— Instructions to follow —
Search the data for the string "bool" and copy each line where it turns up.

— Supplied data —
+--

// Copyright (c) 2021-2024 Espresso Systems (espressosys.com)
// This file is part of the votechain repository.

// You should have received a copy of the MIT License
// along with the votechain repository. If not, see <https://mit-license.org/>.

//! Records and identifiers held by the ledger
//!
//! This module provides the [`Election`] and [`Candidate`] records, the sequential identifiers
//! that name them, and the [`Address`] type that names accounts and deployed contracts.

use std::fmt::{self, Display};

use committable::{Commitment, Committable, RawCommitmentBuilder};
use serde::{Deserialize, Serialize};

use crate::constants::{CONTRACT_ADDRESS_DOMAIN, FIRST_ID};

/// An account or contract address
pub type Address = ethereum_types::H160;

/// Seconds since the unix epoch, as seen by the ledger
pub type Timestamp = u64;

/// A `(candidate, votes)` pair as returned by the results aggregator
pub type ElectionResult = (CandidateId, u64);

/// Declares a type-safe wrapper around a sequential `u64` identifier.
macro_rules! sequential_id {
    ($(#[$meta:meta])* $name:ident) => {
        $(#[$meta])*
        #[derive(
            Copy, Clone, Debug, Default, PartialEq, Eq, PartialOrd, Ord, Hash, Serialize, Deserialize,
        )]
        #[serde(transparent)]
        pub struct $name(u64);

        impl $name {
            /// The first identifier ever assigned
            pub const FIRST: Self = Self(FIRST_ID);

            /// Create a new identifier with the given value.
            #[must_use]
            pub const fn new(n: u64) -> Self {
                Self(n)
            }

            /// Return the `u64` format
            #[must_use]
            pub const fn u64(self) -> u64 {
                self.0
            }

            /// The identifier following this one, `None` once the counter is exhausted
            #[must_use]
            pub fn next(self) -> Option<Self> {
                self.0.checked_add(1).map(Self)
            }
        }

        impl From<u64> for $name {
            fn from(n: u64) -> Self {
                Self(n)
            }
        }

        impl std::ops::Deref for $name {
            type Target = u64;

            fn deref(&self) -> &Self::Target {
                &self.0
            }
        }

        impl Display for $name {
            fn fmt(&self, f: &mut fmt::Formatter<'_>) -> fmt::Result {
                write!(f, "{}", self.0)
            }
        }
    };
}

sequential_id!(
    /// Type-safe wrapper around `u64` so we know the thing we're talking about is an election id.
    ElectionId
);

sequential_id!(
    /// Type-safe wrapper around `u64` so we know the thing we're talking about is a candidate id.
    CandidateId
);

/// Derive the address of a contract deployed by `deployer` using its `nonce`-th deployment.
#[must_use]
pub fn contract_address(deployer: &Address, nonce: u64) -> Address {
    let mut hasher = blake3::Hasher::new();
    hasher.update(CONTRACT_ADDRESS_DOMAIN);
    hasher.update(deployer.as_bytes());
    hasher.update(&nonce.to_le_bytes());
    let digest = hasher.finalize();
    Address::from_slice(&digest.as_bytes()[..Address::len_bytes()])
}

/// The kinds of component that can be deployed on the ledger
#[derive(Copy, Clone, Debug, PartialEq, Eq, Hash, Serialize, Deserialize)]
pub enum ContractKind {
    /// Issues and consumes voting rights
    VoterRegistry,
    /// Assigns identities to candidates
    CandidateManager,
    /// Owns election metadata
    ElectionManager,
    /// The voting state machine
    Ballot,
    /// Read-side results aggregator
    Results,
}

impl Display for ContractKind {
    fn fmt(&self, f: &mut fmt::Formatter<'_>) -> fmt::Result {
        let name = match self {
            Self::VoterRegistry => "VoterRegistry",
            Self::CandidateManager => "CandidateManager",
            Self::ElectionManager => "ElectionManager",
            Self::Ballot => "Ballot",
            Self::Results => "Results",
        };
        f.write_str(name)
    }
}

/// Where an election stands relative to the ledger clock.
///
/// This is never stored; it is derived from the election window and the current time every time
/// it is needed.
#[derive(Copy, Clone, Debug, PartialEq, Eq, Hash, Serialize, Deserialize)]
pub enum ElectionPhase {
    /// `now < start`
    Upcoming,
    /// `start <= now <= end`
    Active,
    /// `now > end`
    Closed,
}

impl Display for ElectionPhase {
    fn fmt(&self, f: &mut fmt::Formatter<'_>) -> fmt::Result {
        let name = match self {
            Self::Upcoming => "upcoming",
            Self::Active => "active",
            Self::Closed => "closed",
        };
        f.write_str(name)
    }
}

/// A timed voting event
#[derive(Clone, Debug, PartialEq, Eq, Hash, Serialize, Deserialize)]
pub struct Election {
    /// Sequential identifier, assigned on creation
    pub id: ElectionId,
    /// Display name
    pub name: String,
    /// Free-form description
    pub description: String,
    /// First second (inclusive) in which votes are accepted
    pub start_time: Timestamp,
    /// Last second (inclusive) in which votes are accepted
    pub end_time: Timestamp,
    /// Intended voters, stored verbatim. Informational only: voting is gated by voting rights.
    pub whitelist: Vec<Address>,
    /// Candidates registered into this election, in registration order
    pub candidate_ids: Vec<CandidateId>,
}

impl Election {
    /// Derive the phase of this election at `now`.
    #[must_use]
    pub fn phase_at(&self, now: Timestamp) -> ElectionPhase {
        if now < self.start_time {
            ElectionPhase::Upcoming
        } else if now <= self.end_time {
            ElectionPhase::Active
        } else {
            ElectionPhase::Closed
        }
    }

    /// Whether votes are accepted at `now`; both window boundaries are inclusive.
    #[must_use]
    pub fn is_active_at(&self, now: Timestamp) -> bool {
        self.phase_at(now) == ElectionPhase::Active
    }

    /// Whether `candidate` has been registered into this election
    #[must_use]
    pub fn has_candidate(&self, candidate: CandidateId) -> bool {
        self.candidate_ids.contains(&candidate)
    }
}

impl Committable for Election {
    fn commit(&self) -> Commitment<Self> {
        let mut builder = RawCommitmentBuilder::new("Election Commitment")
            .u64_field("id", self.id.u64())
            .var_size_field("name", self.name.as_bytes())
            .var_size_field("description", self.description.as_bytes())
            .u64_field("start time", self.start_time)
            .u64_field("end time", self.end_time)
            .u64_field("whitelist length", self.whitelist.len() as u64);
        for voter in &self.whitelist {
            builder = builder.fixed_size_bytes(voter.as_fixed_bytes());
        }
        builder = builder.u64_field("candidates length", self.candidate_ids.len() as u64);
        for candidate in &self.candidate_ids {
            builder = builder.u64(candidate.u64());
        }
        builder.finalize()
    }

    fn tag() -> String {
        "ELECTION".to_string()
    }
}

/// An immutable candidate record
#[derive(Clone, Debug, PartialEq, Eq, Hash, Serialize, Deserialize)]
pub struct Candidate {
    /// Sequential identifier, assigned on creation
    pub id: CandidateId,
    /// Display name
    pub name: String,
    /// Free-form description
    pub description: String,
    /// Pointer to off-ledger metadata, empty when none was given
    #[serde(default)]
    pub metadata_uri: String,
}

impl Committable for Candidate {
    fn commit(&self) -> Commitment<Self> {
        RawCommitmentBuilder::new("Candidate Commitment")
            .u64_field("id", self.id.u64())
            .var_size_field("name", self.name.as_bytes())
            .var_size_field("description", self.description.as_bytes())
            .var_size_field("metadata uri", self.metadata_uri.as_bytes())
            .finalize()
    }

    fn tag() -> String {
        "CANDIDATE".to_string()
    }
}

/// One row of the joined results view: a candidate of an election with its name and tally
#[derive(Clone, Debug, PartialEq, Eq, Hash, Serialize, Deserialize)]
pub struct CandidateResult {
    /// The candidate
    pub candidate: CandidateId,
    /// The candidate's display name
    pub name: String,
    /// Votes cast for the candidate in the election
    pub votes: u64,
}

#[cfg(test)]
mod test {
    use super::*;

    fn election(start_time: Timestamp, end_time: Timestamp) -> Election {
        Election {
            id: ElectionId::FIRST,
            name: "Board".to_string(),
            description: "Board seat".to_string(),
            start_time,
            end_time,
            whitelist: vec![],
            candidate_ids: vec![CandidateId::new(1)],
        }
    }

    #[test]
    fn phase_boundaries_are_inclusive() {
        let e = election(100, 200);
        assert_eq!(e.phase_at(99), ElectionPhase::Upcoming);
        assert_eq!(e.phase_at(100), ElectionPhase::Active);
        assert_eq!(e.phase_at(200), ElectionPhase::Active);
        assert_eq!(e.phase_at(201), ElectionPhase::Closed);
    }

    #[test]
    fn contract_addresses_depend_on_deployer_and_nonce() {
        let alice = Address::from_low_u64_be(1);
        let bob = Address::from_low_u64_be(2);
        assert_eq!(contract_address(&alice, 0), contract_address(&alice, 0));
        assert_ne!(contract_address(&alice, 0), contract_address(&alice, 1));
        assert_ne!(contract_address(&alice, 0), contract_address(&bob, 0));
    }

    #[test]
    fn commitment_tracks_candidate_list() {
        let mut e = election(100, 200);
        let before = e.commit();
        e.candidate_ids.push(CandidateId::new(2));
        assert_ne!(before, e.commit());
    }

    #[test]
    fn ids_serialize_as_plain_integers() {
        let json = serde_json::to_string(&ElectionId::new(7)).unwrap();
        assert_eq!(json, "7");
        assert_eq!(ElectionId::FIRST.next(), Some(ElectionId::new(2)));
        assert_eq!(CandidateId::new(u64::MAX).next(), None);
    }

    #[test]
    fn unassigned_counter_precedes_the_first_id() {
        assert_eq!(ElectionId::default().u64(), 0);
        assert_eq!(CandidateId::default().next(), Some(CandidateId::FIRST));
        assert_eq!(CandidateId::FIRST.u64(), 1);
    }
}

+--

— Output for this exercise —
    pub fn is_active_at(&self, now: Timestamp) -> bool {
    pub fn has_candidate(&self, candidate: CandidateId) -> bool {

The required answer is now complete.